Morality is a law of nature. To the degree mankind is moral overall, to that exact degree he will be free. This is what morality defines - the causal behaviors that yield particular results. And even on the face of it you should understand that, since immorality is always the justification for support of government. But once you see that government IS immoral, you understand that can never produce peace, freedom, and maximized prosperity. It is as impossible as dropped objects falling up.

Defense protects freedom, not man's law, and people equate government with defense, but that's not what defines government as government. People can still organize for their own defense, that's why the founders were so explicitly bent on the importance of the militia. But the militia does not have authority over other human beings, which is the defining, immoral characteristic of government.

Moral freedom is what I'm fighting for, not the overthrow of government. Anarchy by way of withdrawing support from government on moral grounds, such that it dissipates naturally, as new moral solutions replace its critical functions. This is possible, just as the abolition of African-American slavery was possible, despite all assertions to the contrary at that time. And eventually, the idea of re-establishing government would be viewed to be insane, just as the idea of re-establishing the slave trade would be now. It happens one person at a time, and right now that person is you. Will you fully commit to morality, understanding that it's the only path to man's best future, or will you stand in the way of progress and hold tight to the fear of change?
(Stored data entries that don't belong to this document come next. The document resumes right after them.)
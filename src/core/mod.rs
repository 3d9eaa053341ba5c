//! Core data types for library tables and chromosome naming.
//!
//! - [`Library`](library::Library): one sequencing library with identifiers,
//!   strand protocol, read files and free-form parameters
//! - [`LibraryTable`](table::LibraryTable): libraries of one table keyed by id
//! - [`LibraryType`](types::LibraryType), [`FragmentLayout`](types::FragmentLayout):
//!   protocol classification
//! - [`naming`]: conversion between chromosome naming conventions
//!
//! ## Chromosome Naming
//!
//! | Convention | Chromosome 1 | Mitochondrial |
//! |------------|--------------|---------------|
//! | UCSC       | chr1         | chrM          |
//! | Ensembl    | 1            | MT            |

pub mod library;
pub mod naming;
pub mod table;
pub mod types;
just-democracy_o_723702.jpg
 
The only person you can prove it to is yourself. when talking about abstract concepts like this, they are only opinions. It is not like proving gravity or friction.
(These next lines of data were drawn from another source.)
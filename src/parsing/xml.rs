//! XML library tables.
//!
//! ```xml
//! <libraries>
//!   <library>
//!     <library_id>L1</library_id>
//!     <library_type>fr-firststrand</library_type>
//!     <read1_files>a_1.fq,b_1.fq</read1_files>
//!     <read2_files>a_2.fq,b_2.fq</read2_files>
//!     <param name="adapter">AGATCGGAAGAGC</param>
//!   </library>
//! </libraries>
//! ```
//!
//! A document whose root is a single `<library>` element is also accepted.

use std::collections::HashMap;
use std::path::Path;

use quick_xml::events::{BytesDecl, BytesEnd, BytesStart, BytesText, Event};
use quick_xml::{Reader, Writer};

use crate::core::library::{Library, LibraryParams};
use crate::core::table::LibraryTable;
use crate::parsing::LibraryTableError;

pub const LIBRARIES_ELEMENT: &str = "libraries";
pub const LIBRARY_ELEMENT: &str = "library";
pub const PARAM_ELEMENT: &str = "param";
const PARAM_NAME_ATTR: &str = "name";

fn xml_error(e: impl std::fmt::Display) -> LibraryTableError {
    LibraryTableError::Xml(e.to_string())
}

/// Child element of a `<library>` currently being read
enum Child {
    Field(String),
    Param(String),
    Ignored,
}

/// Partially read `<library>` element
#[derive(Default)]
struct LibraryElement {
    fields: HashMap<String, String>,
    params: LibraryParams,
}

impl LibraryElement {
    /// Start a direct child of `<library>`.
    ///
    /// The first element of a field wins and repeats are ignored. A repeated
    /// `<param>` name replaces the earlier value.
    fn open(&mut self, e: &BytesStart<'_>, name: &str) -> Result<Child, LibraryTableError> {
        let child = match open_child(e, name)? {
            Child::Field(field) if self.fields.contains_key(&field) => Child::Ignored,
            Child::Field(field) => {
                self.fields.insert(field.clone(), String::new());
                Child::Field(field)
            }
            Child::Param(key) => {
                self.params.insert(key.clone(), String::new());
                Child::Param(key)
            }
            Child::Ignored => Child::Ignored,
        };
        Ok(child)
    }

    fn finish(self) -> Result<Library, LibraryTableError> {
        Library::from_fields(&self.fields, self.params)
    }
}

/// Load an XML library table from a file
///
/// # Errors
///
/// Returns `LibraryTableError::Io` if the file cannot be read, or the errors of
/// [`parse_library_table_xml_text`].
pub fn read_library_table_xml(path: &Path) -> Result<LibraryTable, LibraryTableError> {
    let content = std::fs::read_to_string(path)?;
    parse_library_table_xml_text(&content)
}

/// Load an XML library table from text
///
/// # Errors
///
/// Returns `LibraryTableError::Xml` for malformed XML,
/// `LibraryTableError::MissingField` for a library without an id, or
/// `LibraryTableError::DuplicateLibraryId` if an id repeats.
pub fn parse_library_table_xml_text(text: &str) -> Result<LibraryTable, LibraryTableError> {
    LibraryTable::try_from_libraries(parse_libraries(text)?.into_iter().map(Ok))
}

/// Parse every `<library>` element in a document, in document order
///
/// # Errors
///
/// See [`parse_library_table_xml_text`].
pub fn parse_libraries(text: &str) -> Result<Vec<Library>, LibraryTableError> {
    let mut reader = Reader::from_str(text);

    let mut libraries = Vec::new();
    let mut current: Option<LibraryElement> = None;
    let mut child: Option<Child> = None;
    // Nesting depth of the open <library> element
    let mut library_depth = 0usize;
    let mut depth = 0usize;

    loop {
        match reader.read_event().map_err(xml_error)? {
            Event::Start(e) => {
                depth += 1;
                let name = e.name();
                let name = std::str::from_utf8(name.as_ref()).map_err(xml_error)?;
                if current.is_none() {
                    if name == LIBRARY_ELEMENT {
                        current = Some(LibraryElement::default());
                        library_depth = depth;
                    }
                } else if depth == library_depth + 1 {
                    if let Some(element) = current.as_mut() {
                        child = Some(element.open(&e, name)?);
                    }
                } else if depth == library_depth + 2 {
                    // Only text ahead of a child's first nested element counts
                    child = Some(Child::Ignored);
                }
            }
            Event::Empty(e) => {
                let name = e.name();
                let name = std::str::from_utf8(name.as_ref()).map_err(xml_error)?;
                match current.as_mut() {
                    None if name == LIBRARY_ELEMENT => {
                        libraries.push(LibraryElement::default().finish()?);
                    }
                    Some(element) if depth == library_depth => {
                        element.open(&e, name)?;
                    }
                    Some(_) if depth == library_depth + 1 => child = Some(Child::Ignored),
                    _ => {}
                }
            }
            Event::Text(t) if depth == library_depth + 1 => {
                let text = t.unescape().map_err(xml_error)?;
                append_text(current.as_mut(), child.as_ref(), &text);
            }
            Event::CData(t) if depth == library_depth + 1 => {
                let text = String::from_utf8_lossy(&t.into_inner()).into_owned();
                append_text(current.as_mut(), child.as_ref(), &text);
            }
            Event::End(_) => {
                if current.is_some() {
                    if depth == library_depth + 1 {
                        child = None;
                    } else if depth == library_depth {
                        if let Some(element) = current.take() {
                            libraries.push(element.finish()?);
                        }
                    }
                }
                depth = depth.saturating_sub(1);
            }
            Event::Eof => break,
            _ => {}
        }
    }

    Ok(libraries)
}

fn open_child(e: &BytesStart<'_>, name: &str) -> Result<Child, LibraryTableError> {
    if name == PARAM_ELEMENT {
        let key = e
            .try_get_attribute(PARAM_NAME_ATTR)
            .map_err(xml_error)?
            .ok_or_else(|| xml_error("<param> element missing 'name' attribute"))?
            .unescape_value()
            .map_err(xml_error)?
            .into_owned();
        Ok(Child::Param(key))
    } else if Library::FIELDS.contains(&name) {
        Ok(Child::Field(name.to_string()))
    } else {
        Ok(Child::Ignored)
    }
}

fn append_text(current: Option<&mut LibraryElement>, child: Option<&Child>, text: &str) {
    let Some(element) = current else {
        return;
    };
    let value = match child {
        Some(Child::Field(field)) => element.fields.get_mut(field),
        Some(Child::Param(key)) => element.params.get_mut(key),
        _ => None,
    };
    if let Some(value) = value {
        value.push_str(text);
    }
}

impl Library {
    /// Write this library as a `<library>` element.
    ///
    /// Read file lists are joined with commas and the derived
    /// `fragment_layout` is included. The library itself is not modified.
    ///
    /// # Errors
    ///
    /// Returns `LibraryTableError::Xml` if the writer fails.
    pub fn to_xml<W: std::io::Write>(
        &self,
        writer: &mut Writer<W>,
    ) -> Result<(), LibraryTableError> {
        writer
            .write_event(Event::Start(BytesStart::new(LIBRARY_ELEMENT)))
            .map_err(xml_error)?;

        for field in Library::FIELDS {
            let value = self.field_value(field).unwrap_or_default();
            write_text_element(writer, BytesStart::new(field), field, &value)?;
        }

        for (key, value) in &self.params {
            let start =
                BytesStart::new(PARAM_ELEMENT).with_attributes([(PARAM_NAME_ATTR, key.as_str())]);
            write_text_element(writer, start, PARAM_ELEMENT, value)?;
        }

        writer
            .write_event(Event::End(BytesEnd::new(LIBRARY_ELEMENT)))
            .map_err(xml_error)?;
        Ok(())
    }
}

fn write_text_element<W: std::io::Write>(
    writer: &mut Writer<W>,
    start: BytesStart<'_>,
    name: &str,
    text: &str,
) -> Result<(), LibraryTableError> {
    if text.is_empty() {
        return writer.write_event(Event::Empty(start)).map_err(xml_error);
    }
    writer.write_event(Event::Start(start)).map_err(xml_error)?;
    writer
        .write_event(Event::Text(BytesText::new(text)))
        .map_err(xml_error)?;
    writer
        .write_event(Event::End(BytesEnd::new(name)))
        .map_err(xml_error)
}

/// Serialize a table as an XML document rooted at `<libraries>`
///
/// # Errors
///
/// Returns `LibraryTableError::Xml` if the writer fails.
pub fn write_library_table_xml(table: &LibraryTable) -> Result<String, LibraryTableError> {
    let mut writer = Writer::new_with_indent(Vec::new(), b' ', 2);
    writer
        .write_event(Event::Decl(BytesDecl::new("1.0", Some("UTF-8"), None)))
        .map_err(xml_error)?;
    writer
        .write_event(Event::Start(BytesStart::new(LIBRARIES_ELEMENT)))
        .map_err(xml_error)?;
    for library in table.values() {
        library.to_xml(&mut writer)?;
    }
    writer
        .write_event(Event::End(BytesEnd::new(LIBRARIES_ELEMENT)))
        .map_err(xml_error)?;

    let mut xml = String::from_utf8(writer.into_inner()).map_err(xml_error)?;
    xml.push('\n');
    Ok(xml)
}

#[cfg(test)]
mod tests {
    use super::*;
    use crate::core::types::{FragmentLayout, LibraryType};

    const XML: &str = r#"<?xml version="1.0"?>
<libraries>
  <library>
    <study_id>S1</study_id>
    <patient_id>P1</patient_id>
    <library_id>L1</library_id>
    <description>Tumor &amp; normal</description>
    <library_type>fr-firststrand</library_type>
    <read1_files>a_1.fq,b_1.fq</read1_files>
    <read2_files>a_2.fq,b_2.fq</read2_files>
    <fragment_layout>single</fragment_layout>
    <param name="adapter">AGATCGGAAGAGC</param>
    <param name="trim"/>
  </library>
  <library>
    <library_id>L2</library_id>
    <read1_files>c.fq</read1_files>
    <read2_files/>
    <notes><species>ignored</species></notes>
  </library>
</libraries>
"#;

    #[test]
    fn test_parse_libraries() {
        let table = parse_library_table_xml_text(XML).unwrap();
        assert_eq!(table.len(), 2);

        let l1 = table.get("L1").unwrap();
        assert_eq!(l1.study_id, "S1");
        assert_eq!(l1.patient_id, "P1");
        assert_eq!(l1.cohort_id, "");
        assert_eq!(l1.description, "Tumor & normal");
        assert_eq!(l1.library_type, LibraryType::FrFirststrand);
        assert_eq!(l1.read2_files, vec!["a_2.fq", "b_2.fq"]);
        // Derived from read2_files, not taken from the document
        assert_eq!(l1.fragment_layout(), FragmentLayout::Paired);
        assert_eq!(l1.params.get("adapter").unwrap(), "AGATCGGAAGAGC");
        assert_eq!(l1.params.get("trim").unwrap(), "");

        let l2 = table.get("L2").unwrap();
        assert_eq!(l2.fragment_layout(), FragmentLayout::Single);
        assert_eq!(l2.species, "");
        assert!(l2.params.is_empty());
    }

    #[test]
    fn test_single_library_root() {
        let xml = "<library><library_id>L1</library_id><read1_files>a.fq</read1_files></library>";
        let libraries = parse_libraries(xml).unwrap();
        assert_eq!(libraries.len(), 1);
        assert_eq!(libraries[0].read1_files, vec!["a.fq"]);
    }

    #[test]
    fn test_duplicate_library_id() {
        let xml = "<libraries><library><library_id>L1</library_id></library>\
                   <library><library_id>L1</library_id></library></libraries>";
        let err = parse_library_table_xml_text(xml).unwrap_err();
        assert!(matches!(err, LibraryTableError::DuplicateLibraryId(_)));
    }

    #[test]
    fn test_missing_library_id() {
        let xml = "<libraries><library><species>human</species></library></libraries>";
        let err = parse_library_table_xml_text(xml).unwrap_err();
        assert!(matches!(err, LibraryTableError::MissingField("library_id")));
    }

    #[test]
    fn test_malformed_xml() {
        let xml = "<libraries><library><library_id>L1</species></library></libraries>";
        let err = parse_library_table_xml_text(xml).unwrap_err();
        assert!(matches!(err, LibraryTableError::Xml(_)));
    }

    #[test]
    fn test_param_requires_name() {
        let xml = "<library><library_id>L1</library_id><param>x</param></library>";
        assert!(matches!(
            parse_libraries(xml),
            Err(LibraryTableError::Xml(_))
        ));
    }

    #[test]
    fn test_repeated_field_keeps_first() {
        let xml = "<library><library_id>L1</library_id><library_id>L2</library_id>\
                   <read1_files>a.fq</read1_files><read1_files>b.fq</read1_files>\
                   <param name=\"k\">x</param><param name=\"k\">y</param></library>";
        let libraries = parse_libraries(xml).unwrap();
        assert_eq!(libraries[0].library_id, "L1");
        assert_eq!(libraries[0].read1_files, vec!["a.fq"]);
        assert_eq!(libraries[0].params.get("k").unwrap(), "y");
    }

    #[test]
    fn test_text_after_nested_element_ignored() {
        let xml = "<library><library_id>L1</library_id>\
                   <description>a<b>x</b>c</description>\
                   <param name=\"k\">p<br/>q</param></library>";
        let libraries = parse_libraries(xml).unwrap();
        assert_eq!(libraries[0].description, "a");
        assert_eq!(libraries[0].params.get("k").unwrap(), "p");
    }

    #[test]
    fn test_param_whitespace_preserved() {
        let mut library = Library::new("L1").with_read_files(["a.fq"], []);
        library
            .params
            .insert("note".to_string(), "  a b  ".to_string());
        let mut table = LibraryTable::new();
        table.insert(library).unwrap();

        let xml = write_library_table_xml(&table).unwrap();
        let reparsed = parse_library_table_xml_text(&xml).unwrap();
        assert_eq!(reparsed.get("L1").unwrap().params.get("note").unwrap(), "  a b  ");

        let xml = "<library>\n  <library_id>\n    L1\n  </library_id>\n</library>";
        assert_eq!(parse_libraries(xml).unwrap()[0].library_id, "L1");
    }

    #[test]
    fn test_write_round_trip() {
        let mut library = Library::new("L1")
            .with_library_type(LibraryType::FrUnstranded)
            .with_read_files(["a_1.fq", "b_1.fq"], ["a_2.fq", "b_2.fq"]);
        library.study_id = "S1".to_string();
        library.sample_id = "Sample <1>".to_string();
        library.species = "human".to_string();
        library
            .params
            .insert("adapter".to_string(), "AGATCGGAAGAGC".to_string());

        let mut table = LibraryTable::new();
        table.insert(library.clone()).unwrap();
        table.insert(Library::new("L2").with_read_files(["c.fq"], [])).unwrap();

        let xml = write_library_table_xml(&table).unwrap();
        assert!(xml.contains("<read1_files>a_1.fq,b_1.fq</read1_files>"));
        assert!(xml.contains("<fragment_layout>paired</fragment_layout>"));
        assert!(xml.contains(r#"<param name="adapter">AGATCGGAAGAGC</param>"#));

        // Writing leaves the record untouched
        assert_eq!(table.get("L1").unwrap(), &library);

        let reparsed = parse_library_table_xml_text(&xml).unwrap();
        assert_eq!(reparsed, table);
    }
}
When you talk about proving social constructs, you sound like a marxist, and I doubt that is what you are going for.

You don't have a "system" to replace what we have, you just have a dislike of what we have now, and a vague hope of something better. At least the marxists have previous (bad) examples of systems that teetered along for a few decades before collapsing under their own weight.

And how are you qualified to speak on any of this? Have you studied natural law? Do you even understand what morality IS?
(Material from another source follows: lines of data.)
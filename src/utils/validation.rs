//! Centralized helpers for checking library metadata against the filesystem.

use std::io;
use std::path::{Path, PathBuf};

/// Suffix tried when a read file is listed without its compression extension
pub const GZIP_SUFFIX: &str = ".gz";

/// Resolve a read file path to an existing regular file.
///
/// Candidates are tried in order:
/// 1. the path as given
/// 2. the path with `.gz` appended
/// 3. the path with its last extension removed
///
/// Returns `Ok(None)` if none of them exist.
///
/// # Examples
///
/// ```no_run
/// use libtable::utils::validation::find_sequence_file;
/// use std::path::Path;
///
/// // Finds "reads_1.fq.gz" when only the compressed file is on disk
/// let found = find_sequence_file(Path::new("reads_1.fq")).unwrap();
/// ```
///
/// # Errors
///
/// Returns the underlying I/O error for failures other than "not found"
/// (e.g. permission denied on a parent directory).
pub fn find_sequence_file(path: &Path) -> io::Result<Option<PathBuf>> {
    for candidate in sequence_file_candidates(path) {
        if is_regular_file(&candidate)? {
            return Ok(Some(candidate));
        }
    }
    Ok(None)
}

fn sequence_file_candidates(path: &Path) -> Vec<PathBuf> {
    let mut candidates = vec![path.to_path_buf()];

    let mut gz = path.as_os_str().to_owned();
    gz.push(GZIP_SUFFIX);
    candidates.push(PathBuf::from(gz));

    if path.extension().is_some() {
        candidates.push(path.with_extension(""));
    }

    candidates
}

fn is_regular_file(path: &Path) -> io::Result<bool> {
    match std::fs::metadata(path) {
        Ok(meta) => Ok(meta.is_file()),
        Err(e) if matches!(e.kind(), io::ErrorKind::NotFound | io::ErrorKind::NotADirectory) => {
            Ok(false)
        }
        Err(e) => Err(e),
    }
}

/// Split a comma-separated list of file paths.
///
/// Items are trimmed and empty items dropped, so `""` yields an empty list.
#[must_use]
pub fn split_file_list(s: &str) -> Vec<String> {
    s.split(',')
        .map(str::trim)
        .filter(|item| !item.is_empty())
        .map(String::from)
        .collect()
}

/// Collapse embedded newlines in a spreadsheet cell to single spaces.
#[must_use]
pub fn collapse_newlines(s: &str) -> String {
    s.replace('\n', " ")
}

#[cfg(test)]
mod tests {
    use super::*;

    #[test]
    fn test_split_file_list() {
        assert_eq!(split_file_list("a.fq,b.fq"), vec!["a.fq", "b.fq"]);
        assert_eq!(split_file_list(" a.fq , b.fq "), vec!["a.fq", "b.fq"]);
        assert!(split_file_list("").is_empty());
        assert_eq!(split_file_list("a.fq,,"), vec!["a.fq"]);
    }

    #[test]
    fn test_collapse_newlines() {
        assert_eq!(collapse_newlines("line one\nline two"), "line one line two");
        assert_eq!(collapse_newlines("no newline"), "no newline");
        assert_eq!(collapse_newlines("a\n\nb"), "a  b");
    }

    #[test]
    fn test_sequence_file_candidates() {
        let candidates = sequence_file_candidates(Path::new("/data/reads.txt"));
        assert_eq!(
            candidates,
            vec![
                PathBuf::from("/data/reads.txt"),
                PathBuf::from("/data/reads.txt.gz"),
                PathBuf::from("/data/reads"),
            ]
        );

        let candidates = sequence_file_candidates(Path::new("/data/reads"));
        assert_eq!(candidates.len(), 2);
    }

    #[test]
    fn test_find_sequence_file_missing() {
        let found = find_sequence_file(Path::new("/definitely/not/a/real/file.fq")).unwrap();
        assert!(found.is_none());
    }
}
This is the problem - everyone thinks they have a valid opinion on every topic by mere virtue of the fact that they're breathing. NO. You have to understand something before you can accurately evaluate it and have a valid opinion on the topic. And I know for a fact that you haven't studied these matters by the way you talk. But yet you feel perfectly up to the task of discerning the validity of what I'm putting forth, despite the fact that I have a thorough understanding of this particular topic and you don't. That doesn't make me smarter, it simply makes me more experienced in this one specific area.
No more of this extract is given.